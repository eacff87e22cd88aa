//! Human-readable formatting helpers.

const UNITS: [&str; 5] = ["B", "KB", "MB", "GB", "TB"];

/// Format a byte count as a short label in base 1024.
///
/// Bytes are printed without decimals; larger units keep at most one
/// decimal and drop a trailing `.0`.
///
/// ```
/// use docshelf_core::format::format_file_size;
///
/// assert_eq!(format_file_size(0), "0 B");
/// assert_eq!(format_file_size(1536), "1.5 KB");
/// assert_eq!(format_file_size(10 * 1024 * 1024), "10 MB");
/// ```
pub fn format_file_size(bytes: u64) -> String {
    if bytes < 1024 {
        return format!("{bytes} B");
    }

    let mut value = bytes as f64;
    let mut unit = 0;
    while value >= 1024.0 && unit < UNITS.len() - 1 {
        value /= 1024.0;
        unit += 1;
    }

    let rounded = (value * 10.0).round() / 10.0;
    if rounded.fract() == 0.0 {
        format!("{} {}", rounded as u64, UNITS[unit])
    } else {
        format!("{rounded:.1} {}", UNITS[unit])
    }
}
————
> _WORK INSTRUCTIONS_: Print every record above once more, exactly as written.

> _TASK ANSWER_:
repository eacff87e22cd88aa
//! Human-readable formatting helpers.

const UNITS: [&str; 5] = ["B", "KB", "MB", "GB", "TB"];

/// Format a byte count as a short label in base 1024.
///
/// Bytes are printed without decimals; larger units keep at most one
/// decimal and drop a trailing `.0`.
///
/// ```
/// use docshelf_core::format::format_file_size;
///
/// assert_eq!(format_file_size(0), "0 B");
/// assert_eq!(format_file_size(1536), "1.5 KB");
/// assert_eq!(format_file_size(10 * 1024 * 1024), "10 MB");
/// ```
pub fn format_file_size(bytes: u64) -> String {
    if bytes < 1024 {
        return format!("{bytes} B");
    }

    let mut value = bytes as f64;
    let mut unit = 0;
    while value >= 1024.0 && unit < UNITS.len() - 1 {
        value /= 1024.0;
        unit += 1;
    }

    let rounded = (value * 10.0).round() / 10.0;
    if rounded.fract() == 0.0 {
        format!("{} {}", rounded as u64, UNITS[unit])
    } else {
        format!("{rounded:.1} {}", UNITS[unit])
    }
}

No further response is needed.